§ Exercise directions
Print the data below exactly, but only the lines from the one containing "pub mod error;" down to the one containing "without verifying it.", inclusive.

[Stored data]
#####

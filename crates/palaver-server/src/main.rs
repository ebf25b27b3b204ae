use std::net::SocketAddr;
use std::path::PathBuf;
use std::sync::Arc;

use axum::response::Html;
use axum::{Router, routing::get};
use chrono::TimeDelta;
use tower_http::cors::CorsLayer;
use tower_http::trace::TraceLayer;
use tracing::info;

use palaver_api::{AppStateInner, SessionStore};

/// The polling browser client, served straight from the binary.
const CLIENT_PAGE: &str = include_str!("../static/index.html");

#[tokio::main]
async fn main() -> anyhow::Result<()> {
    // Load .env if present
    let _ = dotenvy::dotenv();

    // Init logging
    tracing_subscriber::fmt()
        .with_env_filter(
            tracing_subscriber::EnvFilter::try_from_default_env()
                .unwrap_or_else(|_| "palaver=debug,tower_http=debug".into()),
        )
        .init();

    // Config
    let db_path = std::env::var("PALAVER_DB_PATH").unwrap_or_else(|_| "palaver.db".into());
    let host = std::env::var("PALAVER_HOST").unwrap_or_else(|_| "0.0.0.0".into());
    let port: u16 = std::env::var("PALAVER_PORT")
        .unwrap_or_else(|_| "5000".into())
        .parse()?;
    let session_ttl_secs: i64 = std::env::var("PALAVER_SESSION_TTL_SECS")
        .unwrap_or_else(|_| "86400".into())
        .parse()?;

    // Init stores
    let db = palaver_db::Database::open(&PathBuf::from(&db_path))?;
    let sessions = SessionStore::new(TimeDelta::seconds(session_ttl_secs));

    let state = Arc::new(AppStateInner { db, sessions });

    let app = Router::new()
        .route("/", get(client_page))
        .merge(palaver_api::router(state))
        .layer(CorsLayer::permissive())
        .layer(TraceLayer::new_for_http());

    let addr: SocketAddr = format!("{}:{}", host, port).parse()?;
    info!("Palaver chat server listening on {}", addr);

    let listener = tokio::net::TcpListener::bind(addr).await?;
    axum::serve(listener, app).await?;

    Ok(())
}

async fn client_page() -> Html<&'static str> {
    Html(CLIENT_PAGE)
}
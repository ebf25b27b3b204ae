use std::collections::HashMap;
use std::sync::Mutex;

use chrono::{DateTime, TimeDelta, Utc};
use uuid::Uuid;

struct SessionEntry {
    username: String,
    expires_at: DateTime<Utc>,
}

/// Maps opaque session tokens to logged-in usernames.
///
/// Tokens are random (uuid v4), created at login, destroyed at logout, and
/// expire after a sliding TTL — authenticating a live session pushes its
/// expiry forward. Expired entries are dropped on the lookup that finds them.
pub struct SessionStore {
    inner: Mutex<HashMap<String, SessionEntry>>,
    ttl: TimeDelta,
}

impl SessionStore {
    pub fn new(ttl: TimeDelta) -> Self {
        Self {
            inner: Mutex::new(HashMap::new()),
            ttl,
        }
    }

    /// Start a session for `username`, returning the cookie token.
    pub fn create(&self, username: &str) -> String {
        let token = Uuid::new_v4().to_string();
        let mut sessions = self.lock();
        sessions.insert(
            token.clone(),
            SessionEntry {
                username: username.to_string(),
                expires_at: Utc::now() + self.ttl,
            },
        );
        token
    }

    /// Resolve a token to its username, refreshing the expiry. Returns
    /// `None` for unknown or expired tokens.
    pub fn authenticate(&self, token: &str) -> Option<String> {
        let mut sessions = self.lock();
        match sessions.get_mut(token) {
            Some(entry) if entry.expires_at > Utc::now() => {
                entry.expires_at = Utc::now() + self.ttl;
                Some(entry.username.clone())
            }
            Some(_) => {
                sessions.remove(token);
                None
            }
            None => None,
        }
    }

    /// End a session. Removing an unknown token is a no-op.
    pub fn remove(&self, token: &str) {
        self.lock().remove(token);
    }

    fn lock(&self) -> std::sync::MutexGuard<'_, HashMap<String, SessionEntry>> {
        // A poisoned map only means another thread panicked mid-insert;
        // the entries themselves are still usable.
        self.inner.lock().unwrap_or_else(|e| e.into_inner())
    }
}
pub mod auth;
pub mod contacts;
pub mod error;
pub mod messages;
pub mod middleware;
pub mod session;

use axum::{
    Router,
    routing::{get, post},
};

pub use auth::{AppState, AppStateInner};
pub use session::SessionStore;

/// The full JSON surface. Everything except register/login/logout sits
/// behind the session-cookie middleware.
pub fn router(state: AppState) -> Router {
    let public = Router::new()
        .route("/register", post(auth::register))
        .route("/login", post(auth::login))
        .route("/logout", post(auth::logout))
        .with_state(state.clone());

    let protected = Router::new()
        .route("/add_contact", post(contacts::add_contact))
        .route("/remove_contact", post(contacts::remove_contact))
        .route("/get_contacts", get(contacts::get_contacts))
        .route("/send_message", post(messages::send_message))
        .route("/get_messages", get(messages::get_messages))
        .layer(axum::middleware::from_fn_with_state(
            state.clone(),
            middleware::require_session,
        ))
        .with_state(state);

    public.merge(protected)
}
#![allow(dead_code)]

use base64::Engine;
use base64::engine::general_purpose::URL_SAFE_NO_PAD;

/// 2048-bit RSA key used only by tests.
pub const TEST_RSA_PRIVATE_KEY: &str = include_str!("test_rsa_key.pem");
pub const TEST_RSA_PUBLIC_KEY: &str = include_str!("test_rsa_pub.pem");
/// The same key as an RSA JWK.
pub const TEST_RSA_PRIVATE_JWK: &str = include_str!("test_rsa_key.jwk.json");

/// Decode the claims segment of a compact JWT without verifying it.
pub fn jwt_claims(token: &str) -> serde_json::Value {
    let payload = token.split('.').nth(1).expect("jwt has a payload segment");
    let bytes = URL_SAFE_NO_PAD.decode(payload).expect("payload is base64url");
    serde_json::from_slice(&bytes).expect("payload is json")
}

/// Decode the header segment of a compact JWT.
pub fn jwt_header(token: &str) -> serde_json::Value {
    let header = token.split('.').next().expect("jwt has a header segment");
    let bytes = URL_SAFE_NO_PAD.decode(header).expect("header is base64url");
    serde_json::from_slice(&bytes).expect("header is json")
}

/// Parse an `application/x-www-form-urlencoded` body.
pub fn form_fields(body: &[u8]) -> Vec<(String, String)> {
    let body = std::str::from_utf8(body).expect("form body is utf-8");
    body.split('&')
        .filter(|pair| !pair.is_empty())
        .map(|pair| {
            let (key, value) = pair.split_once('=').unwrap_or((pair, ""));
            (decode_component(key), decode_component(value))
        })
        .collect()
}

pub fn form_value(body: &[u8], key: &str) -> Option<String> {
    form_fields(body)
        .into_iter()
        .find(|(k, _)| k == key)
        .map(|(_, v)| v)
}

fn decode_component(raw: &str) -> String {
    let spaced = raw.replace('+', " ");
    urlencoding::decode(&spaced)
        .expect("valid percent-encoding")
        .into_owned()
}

#####

§ Output below
pub mod error;
pub mod messages;
pub mod middleware;
pub mod session;

use axum::{
    Router,
    routing::{get, post},
};

pub use auth::{AppState, AppStateInner};
pub use session::SessionStore;

/// The full JSON surface. Everything except register/login/logout sits
/// behind the session-cookie middleware.
pub fn router(state: AppState) -> Router {
    let public = Router::new()
        .route("/register", post(auth::register))
        .route("/login", post(auth::login))
        .route("/logout", post(auth::logout))
        .with_state(state.clone());

    let protected = Router::new()
        .route("/add_contact", post(contacts::add_contact))
        .route("/remove_contact", post(contacts::remove_contact))
        .route("/get_contacts", get(contacts::get_contacts))
        .route("/send_message", post(messages::send_message))
        .route("/get_messages", get(messages::get_messages))
        .layer(axum::middleware::from_fn_with_state(
            state.clone(),
            middleware::require_session,
        ))
        .with_state(state);

    public.merge(protected)
}
#![allow(dead_code)]

use base64::Engine;
use base64::engine::general_purpose::URL_SAFE_NO_PAD;

/// 2048-bit RSA key used only by tests.
pub const TEST_RSA_PRIVATE_KEY: &str = include_str!("test_rsa_key.pem");
pub const TEST_RSA_PUBLIC_KEY: &str = include_str!("test_rsa_pub.pem");
/// The same key as an RSA JWK.
pub const TEST_RSA_PRIVATE_JWK: &str = include_str!("test_rsa_key.jwk.json");

/// Decode the claims segment of a compact JWT without verifying it.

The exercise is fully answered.